> Task prompt
If a line in the entries below contains "static", copy it.

(Collected data entries)
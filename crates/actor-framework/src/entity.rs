//! # ActorEntity Trait
//!
//! The contract a resource type implements to be owned by a [`ResourceActor`](crate::ResourceActor).
//!
//! Associated types pin down the id, the DTOs for create/update, the custom action enum
//! and the injected context, so every request is checked at compile time. The lifecycle
//! hooks `on_create` and `on_delete` have default no-op implementations; override them to
//! validate or refuse.

use async_trait::async_trait;
use std::fmt::{Debug, Display};
use std::hash::Hash;

/// Trait that any resource entity must implement to be managed by `ResourceActor`.
///
/// # Async & Context
/// Hooks are async so a handler may await other actors (a catalog item awaiting the sale
/// record store, for instance). The `Context` is handed to `run()` rather than `new()`,
/// so actors can be created first and wired afterwards.
///
/// # Exclusive access
/// Every hook receives the entity while the actor is processing exactly one request.
/// Whatever a hook does to `self`, including across `.await` points, is invisible to other
/// requests until the hook returns. Whatever `self` holds at that point is kept, whether the
/// hook succeeded or failed. A failing hook should leave `self` unchanged unless its error
/// documents a partial effect (a sale whose record may exist keeps its decrement, for
/// instance).
#[async_trait]
pub trait ActorEntity: Clone + Send + Sync + 'static {
    /// The unique identifier for this entity.
    /// Must be convertible from u32 for automatic ID generation.
    type Id: Eq + Hash + Clone + Send + Sync + Display + Debug + From<u32>;

    /// The data required to create a new instance.
    type Create: Send + Sync + Debug;

    /// The data required to update an existing instance.
    type Update: Send + Sync + Debug;

    /// Enum representing resource-specific operations.
    type Action: Send + Sync + Debug;

    /// The result type returned by custom actions.
    type ActionResult: Send + Sync + Debug;

    /// The runtime context (dependencies) injected into the actor.
    /// Use `()` if no dependencies are needed.
    type Context: Send + Sync;

    /// One error enum per entity, shared by every hook.
    ///
    /// Clients recover it from [`FrameworkError::EntityError`](crate::FrameworkError::EntityError)
    /// with [`FrameworkError::into_entity_error`](crate::FrameworkError::into_entity_error).
    type Error: std::error::Error + Send + Sync + 'static;

    /// Construct the full Entity from the ID and Payload.
    /// This is called synchronously before `on_create`.
    fn from_create_params(id: Self::Id, params: Self::Create) -> Result<Self, Self::Error>;

    /// Called after construction and before the entity is stored.
    async fn on_create(&mut self, _ctx: &Self::Context) -> Result<(), Self::Error> {
        Ok(())
    }

    /// Called when an update request is received.
    async fn on_update(
        &mut self,
        update: Self::Update,
        _ctx: &Self::Context,
    ) -> Result<(), Self::Error>;

    /// Called before the entity is removed. Returning an error keeps it stored.
    async fn on_delete(&self, _ctx: &Self::Context) -> Result<(), Self::Error> {
        Ok(())
    }

    /// Handle a custom resource-specific action.
    async fn handle_action(
        &mut self,
        action: Self::Action,
        _ctx: &Self::Context,
    ) -> Result<Self::ActionResult, Self::Error>;
}
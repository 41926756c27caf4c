//! Crate-level error types.
//!
//! Each actor has its own error enum ([`CatalogError`], [`SaleError`]); this module adds
//! configuration errors and the top-level [`StockroomError`] used at wiring time.

use crate::catalog_actor::CatalogError;
use crate::sales_actor::SaleError;
use thiserror::Error;

/// Configuration errors.
#[derive(Error, Debug)]
pub enum ConfigError {
    #[error("invalid value for {field}: {reason}")]
    InvalidValue { field: &'static str, reason: String },

    #[error("failed to read config file: {0}")]
    ReadFile(#[source] std::io::Error),

    #[error("failed to parse config: {0}")]
    Parse(#[source] toml::de::Error),
}

/// Top-level error for starting, operating and stopping a [`Stockroom`](crate::lifecycle::Stockroom).
#[derive(Error, Debug)]
pub enum StockroomError {
    #[error(transparent)]
    Config(#[from] ConfigError),

    #[error(transparent)]
    Catalog(#[from] CatalogError),

    #[error(transparent)]
    Sales(#[from] SaleError),

    #[error("cart persistence error: {0}")]
    Persist(#[from] serde_json::Error),

    #[error("actor task failed during shutdown: {0}")]
    Shutdown(#[from] tokio::task::JoinError),
}

/// Result type alias using [`StockroomError`].
pub type Result<T> = std::result::Result<T, StockroomError>;
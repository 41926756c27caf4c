//! A shopper's session: the cart plus the three reconciliation checkpoints.
//!
//! - on load, after restoring a persisted cart;
//! - when the cart view is opened;
//! - immediately before checkout submission.

use super::{reconcile, Cart, ReconcileReport};
use crate::availability::AvailabilityOracle;
use crate::catalog_actor::CatalogError;
use crate::checkout::{Checkout, CheckoutReport, LineOutcome};
use crate::model::{CatalogItem, ItemId};
use std::collections::HashSet;
use tracing::{info, instrument, warn};

/// Result of [`ShopperSession::checkout`].
#[derive(Debug, Clone, PartialEq)]
pub struct SessionCheckout {
    /// Changes made by the pre-checkout reconciliation.
    pub reconciliation: ReconcileReport,
    pub report: CheckoutReport,
    /// Lines whose sale may or may not have gone through. They are taken out of the cart
    /// and need an audit, not a retry.
    pub unresolved: Vec<ItemId>,
}

pub struct ShopperSession {
    cart: Cart,
    oracle: AvailabilityOracle,
    checkout: Checkout,
}

impl ShopperSession {
    /// Restores a persisted cart and reconciles it (first checkpoint).
    ///
    /// Unreadable `persisted` data starts an empty cart.
    pub async fn load(
        persisted: &str,
        oracle: AvailabilityOracle,
        checkout: Checkout,
    ) -> Result<(Self, ReconcileReport), CatalogError> {
        let mut session = Self {
            cart: Cart::from_json(persisted),
            oracle,
            checkout,
        };
        let report = session.refresh().await?;
        Ok((session, report))
    }

    pub fn cart(&self) -> &Cart {
        &self.cart
    }

    pub fn cart_mut(&mut self) -> &mut Cart {
        &mut self.cart
    }

    /// Adds an item as the shopper currently sees it.
    pub fn add(&mut self, item: &CatalogItem, quantity: u32) -> u32 {
        self.cart.add(item, quantity)
    }

    /// Reconciles before the cart is shown (second checkpoint).
    pub async fn open_cart(&mut self) -> Result<ReconcileReport, CatalogError> {
        self.refresh().await
    }

    /// Reconciles, then submits every remaining line (third checkpoint).
    ///
    /// Committed lines and lines rejected on business grounds leave the cart. Lines that
    /// failed definitely (nothing was sold) stay so the shopper can retry them. Lines whose
    /// outcome is unknown leave the cart and are listed in
    /// [`SessionCheckout::unresolved`].
    #[instrument(skip(self), fields(lines = self.cart.len()))]
    pub async fn checkout(&mut self) -> Result<SessionCheckout, CatalogError> {
        let reconciliation = self.refresh().await?;
        let report = self.checkout.submit(&self.cart.checkout_lines()).await;

        let mut unresolved = Vec::new();
        let mut settled = HashSet::new();
        for result in &report.lines {
            match &result.outcome {
                LineOutcome::Failed(e) if e.is_ambiguous() => {
                    unresolved.push(result.line.item_id);
                    settled.insert(result.line.item_id);
                }
                LineOutcome::Failed(_) => {}
                LineOutcome::Committed(_) | LineOutcome::Rejected(_) => {
                    settled.insert(result.line.item_id);
                }
            }
        }
        for id in settled {
            self.cart.remove(id);
        }

        if !unresolved.is_empty() {
            warn!(
                items = ?unresolved,
                reconciliation_required = true,
                "Checkout left sales with unknown outcome"
            );
        }
        info!(
            committed = report.committed_count(),
            left_in_cart = self.cart.len(),
            "Session checkout finished"
        );
        Ok(SessionCheckout {
            reconciliation,
            report,
            unresolved,
        })
    }

    /// Serialized cart for the client to keep between visits.
    pub fn persist(&self) -> serde_json::Result<String> {
        self.cart.to_json()
    }

    async fn refresh(&mut self) -> Result<ReconcileReport, CatalogError> {
        let available = self.oracle.list_available().await?;
        let reconciled = reconcile(&self.cart, &available);
        self.cart = reconciled.cart;
        Ok(reconciled.report)
    }
}

#[cfg(test)]
mod tests {
    use super::*;
    use crate::catalog_actor::{CatalogActionResult, SaleReceipt};
    use crate::clients::CatalogClient;
    use crate::model::{CatalogItemCreate, SaleId};
    use actor_framework::mock::MockClient;
    use actor_framework::FrameworkError;
    use rust_decimal_macros::dec;

    fn item(id: u32, stock: u32) -> CatalogItem {
        CatalogItem::new(
            ItemId(id),
            CatalogItemCreate::unique(format!("lot {id}"), dec!(25)).with_stock(stock),
        )
    }

    fn entity_error(e: CatalogError) -> FrameworkError {
        FrameworkError::EntityError(Box::new(e))
    }

    async fn session_over(mock: &MockClient<CatalogItem>) -> ShopperSession {
        let catalog = CatalogClient::new(mock.client());
        let (session, report) = ShopperSession::load(
            "",
            AvailabilityOracle::new(catalog.clone()),
            Checkout::new(catalog),
        )
        .await
        .unwrap();
        assert!(report.is_clean());
        session
    }

    #[tokio::test]
    async fn checkout_prunes_by_outcome() {
        let (sold_out, closed, lost, fine) = (item(1, 1), item(2, 1), item(3, 2), item(4, 1));
        let listed = vec![sold_out.clone(), closed.clone(), lost.clone(), fine.clone()];

        let mut mock = MockClient::<CatalogItem>::new();
        mock.expect_list().return_ok(listed.clone());
        let mut session = session_over(&mock).await;
        for item in &listed {
            session.add(item, 1);
        }

        // Pre-checkout reconciliation, then one Sell per line in cart order.
        mock.expect_list().return_ok(listed);
        mock.expect_action(sold_out.id)
            .return_err(entity_error(CatalogError::AlreadySold {
                id: sold_out.id,
                remaining: 0,
            }));
        mock.expect_action(closed.id)
            .return_err(entity_error(CatalogError::DurabilityFailure {
                id: closed.id,
                quantity: 1,
                rolled_back: true,
                reason: "sale record store closed".into(),
            }));
        mock.expect_action(lost.id)
            .return_err(entity_error(CatalogError::DurabilityFailure {
                id: lost.id,
                quantity: 1,
                rolled_back: false,
                reason: "no reply".into(),
            }));
        let mut after = fine.clone();
        after.decrement(1).unwrap();
        mock.expect_action(fine.id)
            .return_ok(CatalogActionResult::Sell(SaleReceipt {
                item: after,
                sale_id: SaleId(1),
                quantity: 1,
            }));

        let result = session.checkout().await.unwrap();
        mock.verify();

        assert_eq!(result.report.committed_count(), 1);
        assert_eq!(result.report.rejected().count(), 1);
        assert_eq!(result.unresolved, vec![lost.id]);

        let remaining: Vec<_> = session.cart().lines().iter().map(|l| l.item_id).collect();
        assert_eq!(remaining, vec![closed.id]);
    }

    #[tokio::test]
    async fn lost_catalog_reply_is_not_retried() {
        let lamp = item(7, 3);

        let mut mock = MockClient::<CatalogItem>::new();
        mock.expect_list().return_ok(vec![lamp.clone()]);
        let mut session = session_over(&mock).await;
        session.add(&lamp, 2);

        mock.expect_list().return_ok(vec![lamp.clone()]);
        mock.expect_action(lamp.id)
            .return_err(FrameworkError::ActorDropped);

        let result = session.checkout().await.unwrap();
        assert_eq!(result.unresolved, vec![lamp.id]);
        assert!(session.cart().is_empty());
    }
}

> Task output
pub trait ActorEntity: Clone + Send + Sync + 'static {
    type Error: std::error::Error + Send + Sync + 'static;
    InvalidValue { field: &'static str, reason: String },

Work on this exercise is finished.